Over the last few days, I have struggled for a way to start an article about my trip to Maui. Do I talk about the intense tan color of the sand and the vivid blues and greens of the Pacific? Do I paint a picture of the landscapes: the beautifully fiery sunsets, the marbled rolling oceans, or the scenic drives through sugar cane and pineapple fields? It seems like every other article does that and you don’t need to read any more of that…
So, let’s just talk about beer, shall we?
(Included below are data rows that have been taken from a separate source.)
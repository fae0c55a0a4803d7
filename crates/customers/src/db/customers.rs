//! Customer repository for database operations.

use sqlx::SqlitePool;

use souk_core::{CustomerId, Username, cents_to_decimal};

use super::RepositoryError;
use crate::models::customer::Customer;

/// Fields required to create a customer row.
///
/// The password arrives here already hashed; the repository never sees
/// plaintext credentials.
#[derive(Debug)]
pub struct NewCustomerRecord {
    pub full_name: String,
    pub username: Username,
    pub password_hash: String,
    pub age: i64,
    pub address: String,
    pub gender: String,
    pub marital_status: String,
}

/// Whitelisted fields for a partial customer update.
///
/// Only these fields can be changed after registration; the wallet balance is
/// mutated exclusively through the ledger operations and the username is the
/// natural key other services reference.
#[derive(Debug, Default)]
pub struct CustomerChanges {
    pub full_name: Option<String>,
    pub password_hash: Option<String>,
    pub age: Option<i64>,
    pub address: Option<String>,
    pub gender: Option<String>,
    pub marital_status: Option<String>,
}

/// Raw customer row as stored in SQLite.
#[derive(sqlx::FromRow)]
struct CustomerRow {
    customer_id: i64,
    full_name: String,
    username: String,
    age: i64,
    address: String,
    gender: String,
    marital_status: String,
    wallet_balance_cents: i64,
}

impl TryFrom<CustomerRow> for Customer {
    type Error = RepositoryError;

    fn try_from(row: CustomerRow) -> Result<Self, Self::Error> {
        let username = Username::parse(&row.username).map_err(|e| {
            RepositoryError::DataCorruption(format!("invalid username in database: {e}"))
        })?;

        Ok(Self {
            id: CustomerId::new(row.customer_id),
            full_name: row.full_name,
            username,
            age: row.age,
            address: row.address,
            gender: row.gender,
            marital_status: row.marital_status,
            wallet_balance: cents_to_decimal(row.wallet_balance_cents),
        })
    }
}

const SELECT_CUSTOMER: &str = r"
    SELECT customer_id, full_name, username, age, address, gender,
           marital_status, wallet_balance_cents
    FROM customers
";

/// Repository for customer database operations.
pub struct CustomerRepository<'a> {
    pool: &'a SqlitePool,
}

impl<'a> CustomerRepository<'a> {
    /// Create a new customer repository.
    #[must_use]
    pub const fn new(pool: &'a SqlitePool) -> Self {
        Self { pool }
    }

    /// Create a new customer. The wallet balance starts at zero.
    ///
    /// # Errors
    ///
    /// Returns `RepositoryError::Conflict` if the username is already taken.
    /// Returns `RepositoryError::Database` for other database errors.
    pub async fn create(&self, record: &NewCustomerRecord) -> Result<Customer, RepositoryError> {
        let result = sqlx::query(
            r"
            INSERT INTO customers
                (full_name, username, password_hash, age, address, gender, marital_status)
            VALUES (?, ?, ?, ?, ?, ?, ?)
            ",
        )
        .bind(&record.full_name)
        .bind(record.username.as_str())
        .bind(&record.password_hash)
        .bind(record.age)
        .bind(&record.address)
        .bind(&record.gender)
        .bind(&record.marital_status)
        .execute(self.pool)
        .await
        .map_err(|e| {
            if let sqlx::Error::Database(ref db_err) = e
                && db_err.is_unique_violation()
            {
                return RepositoryError::Conflict("username already exists".to_owned());
            }
            RepositoryError::Database(e)
        })?;

        self.get_by_id(CustomerId::new(result.last_insert_rowid()))
            .await?
            .ok_or_else(|| {
                RepositoryError::DataCorruption("inserted customer row not found".to_owned())
            })
    }

    /// List all customers.
    ///
    /// # Errors
    ///
    /// Returns `RepositoryError::Database` if the query fails.
    pub async fn list(&self) -> Result<Vec<Customer>, RepositoryError> {
        let rows = sqlx::query_as::<_, CustomerRow>(SELECT_CUSTOMER)
            .fetch_all(self.pool)
            .await?;

        rows.into_iter().map(Customer::try_from).collect()
    }

    /// Get a customer by their ID. Returns `None` for a missing row.
    ///
    /// # Errors
    ///
    /// Returns `RepositoryError::Database` if the query fails.
    pub async fn get_by_id(&self, id: CustomerId) -> Result<Option<Customer>, RepositoryError> {
        let row =
            sqlx::query_as::<_, CustomerRow>(&format!("{SELECT_CUSTOMER} WHERE customer_id = ?"))
                .bind(id.as_i64())
                .fetch_optional(self.pool)
                .await?;

        row.map(Customer::try_from).transpose()
    }

    /// Get a customer by their unique username. Returns `None` for a missing
    /// row.
    ///
    /// # Errors
    ///
    /// Returns `RepositoryError::Database` if the query fails.
    pub async fn get_by_username(
        &self,
        username: &Username,
    ) -> Result<Option<Customer>, RepositoryError> {
        let row = sqlx::query_as::<_, CustomerRow>(&format!("{SELECT_CUSTOMER} WHERE username = ?"))
            .bind(username.as_str())
            .fetch_optional(self.pool)
            .await?;

        row.map(Customer::try_from).transpose()
    }

    /// Apply a partial update to a customer, keyed by username.
    ///
    /// Unset fields keep their current value.
    ///
    /// # Errors
    ///
    /// Returns `RepositoryError::NotFound` if no row matched.
    /// Returns `RepositoryError::Database` for other database errors.
    pub async fn update(
        &self,
        username: &Username,
        changes: &CustomerChanges,
    ) -> Result<Customer, RepositoryError> {
        let result = sqlx::query(
            r"
            UPDATE customers
            SET full_name      = COALESCE(?, full_name),
                password_hash  = COALESCE(?, password_hash),
                age            = COALESCE(?, age),
                address        = COALESCE(?, address),
                gender         = COALESCE(?, gender),
                marital_status = COALESCE(?, marital_status)
            WHERE username = ?
            ",
        )
        .bind(changes.full_name.as_deref())
        .bind(changes.password_hash.as_deref())
        .bind(changes.age)
        .bind(changes.address.as_deref())
        .bind(changes.gender.as_deref())
        .bind(changes.marital_status.as_deref())
        .bind(username.as_str())
        .execute(self.pool)
        .await?;

        if result.rows_affected() == 0 {
            return Err(RepositoryError::NotFound);
        }

        self.get_by_username(username).await?.ok_or_else(|| {
            RepositoryError::DataCorruption("updated customer row not found".to_owned())
        })
    }

    /// Delete a customer by username.
    ///
    /// Deleting a customer does not cascade into the sales history; sale rows
    /// reference customers by denormalized username only.
    ///
    /// # Errors
    ///
    /// Returns `RepositoryError::NotFound` if no row matched.
    /// Returns `RepositoryError::Database` for other database errors.
    pub async fn delete(&self, username: &Username) -> Result<(), RepositoryError> {
        let result = sqlx::query("DELETE FROM customers WHERE username = ?")
            .bind(username.as_str())
            .execute(self.pool)
            .await?;

        if result.rows_affected() == 0 {
            return Err(RepositoryError::NotFound);
        }

        Ok(())
    }

    /// Add cents to a customer's wallet. The caller validates amount > 0.
    ///
    /// # Errors
    ///
    /// Returns `RepositoryError::NotFound` if the customer is absent.
    /// Returns `RepositoryError::Database` for other database errors.
    pub async fn credit_wallet(
        &self,
        username: &Username,
        cents: i64,
    ) -> Result<Customer, RepositoryError> {
        let result = sqlx::query(
            "UPDATE customers SET wallet_balance_cents = wallet_balance_cents + ? WHERE username = ?",
        )
        .bind(cents)
        .bind(username.as_str())
        .execute(self.pool)
        .await?;

        if result.rows_affected() == 0 {
            return Err(RepositoryError::NotFound);
        }

        self.get_by_username(username).await?.ok_or_else(|| {
            RepositoryError::DataCorruption("credited customer row not found".to_owned())
        })
    }

    /// Subtract cents from a customer's wallet. The caller validates
    /// amount > 0; this primitive deliberately does not enforce a
    /// non-negative balance - that precondition belongs to the caller.
    ///
    /// # Errors
    ///
    /// Returns `RepositoryError::NotFound` if the customer is absent.
    /// Returns `RepositoryError::Database` for other database errors.
    pub async fn debit_wallet(
        &self,
        username: &Username,
        cents: i64,
    ) -> Result<Customer, RepositoryError> {
        let result = sqlx::query(
            "UPDATE customers SET wallet_balance_cents = wallet_balance_cents - ? WHERE username = ?",
        )
        .bind(cents)
        .bind(username.as_str())
        .execute(self.pool)
        .await?;

        if result.rows_affected() == 0 {
            return Err(RepositoryError::NotFound);
        }

        self.get_by_username(username).await?.ok_or_else(|| {
            RepositoryError::DataCorruption("debited customer row not found".to_owned())
        })
    }
}

#[cfg(test)]
#[allow(clippy::unwrap_used)]
mod tests {
    use super::*;
    use crate::db::test_pool;
    use rust_decimal::Decimal;

    fn john() -> NewCustomerRecord {
        NewCustomerRecord {
            full_name: "John Doe".to_owned(),
            username: Username::parse("john_doe").unwrap(),
            password_hash: "$argon2id$fake".to_owned(),
            age: 30,
            address: "1 Main St".to_owned(),
            gender: "male".to_owned(),
            marital_status: "single".to_owned(),
        }
    }

    #[tokio::test]
    async fn test_create_then_read_roundtrip() {
        let pool = test_pool().await;
        let repo = CustomerRepository::new(&pool);

        let created = repo.create(&john()).await.unwrap();
        assert_eq!(created.full_name, "John Doe");
        assert_eq!(created.wallet_balance, Decimal::ZERO);

        let fetched = repo.get_by_id(created.id).await.unwrap().unwrap();
        assert_eq!(fetched.username.as_str(), "john_doe");
        assert_eq!(fetched.age, 30);
        assert_eq!(fetched.wallet_balance, Decimal::ZERO);
    }

    #[tokio::test]
    async fn test_duplicate_username_is_conflict() {
        let pool = test_pool().await;
        let repo = CustomerRepository::new(&pool);

        repo.create(&john()).await.unwrap();
        let err = repo.create(&john()).await.unwrap_err();
        assert!(matches!(err, RepositoryError::Conflict(_)));
    }

    #[tokio::test]
    async fn test_get_missing_returns_none() {
        let pool = test_pool().await;
        let repo = CustomerRepository::new(&pool);

        assert!(
            repo.get_by_id(CustomerId::new(999))
                .await
                .unwrap()
                .is_none()
        );
    }

    #[tokio::test]
    async fn test_partial_update_keeps_unset_fields() {
        let pool = test_pool().await;
        let repo = CustomerRepository::new(&pool);
        let created = repo.create(&john()).await.unwrap();

        let changes = CustomerChanges {
            address: Some("2 Side St".to_owned()),
            ..CustomerChanges::default()
        };
        let updated = repo.update(&created.username, &changes).await.unwrap();

        assert_eq!(updated.address, "2 Side St");
        assert_eq!(updated.full_name, "John Doe");
        assert_eq!(updated.age, 30);
    }

    #[tokio::test]
    async fn test_update_missing_is_not_found() {
        let pool = test_pool().await;
        let repo = CustomerRepository::new(&pool);

        let err = repo
            .update(
                &Username::parse("ghost").unwrap(),
                &CustomerChanges::default(),
            )
            .await
            .unwrap_err();
        assert!(matches!(err, RepositoryError::NotFound));
    }

    #[tokio::test]
    async fn test_delete_missing_is_not_found() {
        let pool = test_pool().await;
        let repo = CustomerRepository::new(&pool);

        let err = repo
            .delete(&Username::parse("ghost").unwrap())
            .await
            .unwrap_err();
        assert!(matches!(err, RepositoryError::NotFound));
    }

    #[tokio::test]
    async fn test_credit_and_debit_wallet() {
        let pool = test_pool().await;
        let repo = CustomerRepository::new(&pool);
        let created = repo.create(&john()).await.unwrap();

        let credited = repo.credit_wallet(&created.username, 10_000).await.unwrap();
        assert_eq!(credited.wallet_balance, Decimal::new(10_000, 2));

        let debited = repo.debit_wallet(&created.username, 2_550).await.unwrap();
        assert_eq!(debited.wallet_balance, Decimal::new(7_450, 2));
    }

    #[tokio::test]
    async fn test_wallet_ops_on_missing_customer() {
        let pool = test_pool().await;
        let repo = CustomerRepository::new(&pool);
        let ghost = Username::parse("ghost").unwrap();

        assert!(matches!(
            repo.credit_wallet(&ghost, 100).await.unwrap_err(),
            RepositoryError::NotFound
        ));
        assert!(matches!(
            repo.debit_wallet(&ghost, 100).await.unwrap_err(),
            RepositoryError::NotFound
        ));
    }
}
On the mainland we take our beer for granted. We can walk into any store and find a mixture of different varieties of craft beer – true craft beer: beer that is brewed using local ingredients, filled with the metaphorical blood, sweat and tears of the people who craft it. There is so much opportunity that it seems like an embarrassment of riches. But Hawaii is a different beast altogether
Sitting almost 3,000 miles off the West Coast, Hawaii is “out in the middle of nowhere” as one resident said. With that distance, sourcing local hops, barleys and yeasts can be not only difficult but in some instances, it can be damn near impossible. For example, hops need a dormant season, so growing them in the warm climate of Maui just wouldn’t work. Then there is distribution. How does a brewer keep the integrity of the product when they have no control over the temperature and conditions on the container ships transporting it across the ocean?
When you think about it that way, it would make sense why you may not see a lot of craft coming from Hawaii, but that doesn’t mean that there aren’t brewers doing it.
We tried to find a place with a good selection of hoppy beverages, of which there were three: a grocery store, a specialty grocer or the source. You will notice that bottle shops are missing from this list. We looked for one of any kind in Kihei, Lehaina, and Paia, but the only stores we found ended up being just glorified liquor stores. Their selection wasn’t great and they certainly were not bottle shops.
On Maui, if you want to go to the source, you will need to check out Maui Brewing Company. Don’t think for a second that since they have no competition on the island that they would have grown soft in the last decade, because these guys are brewing some amazing beers. I took a trip to the tasting room in Kihei, where I found 20 something beers on tap – all theirs, all different, all delicious (okay, I only tried around 10, but you get the point).
In the grocery store you will get a lot of the standard grocery store fare: beer that is highly dependent on their specific distribution (hint: there are a lot of blue and silver cans). You have some local staples like Maui Brewing – and of course CBA’s Kona Brewing – but there are also some others like Hawaii Nui Brewing and Big Island Brewhaus. Some of the best beer I had the entire trip was Hawaii Nui’s Southern Cross Belgian Red Ale and Big Island’s Overboard IPA. The best was Maui’s Lorenzini Double IPA, a lovely hoppy beer brewed with blood orange, local citrus, and Maui cane sugar.
Specialty grocers like Whole Foods have a wider selection, but they don’t necessarily have a larger selection of local beers, but they do have a better selection of beer that I don’t see at home, beers like Modern Times out of San Diego. One beer you have to try: Primo. It is not craft (actually brewed by Pabst) but one can is a must.
Higher energy costs and less access to materials can make it a bit harder to brew in Hawaii, but there are new guys coming along with 8 total breweries taking up residence on the island. And people are starting to ask for serious beer.
Sounds like we may be at the tipping point for craft beer in Hawaii.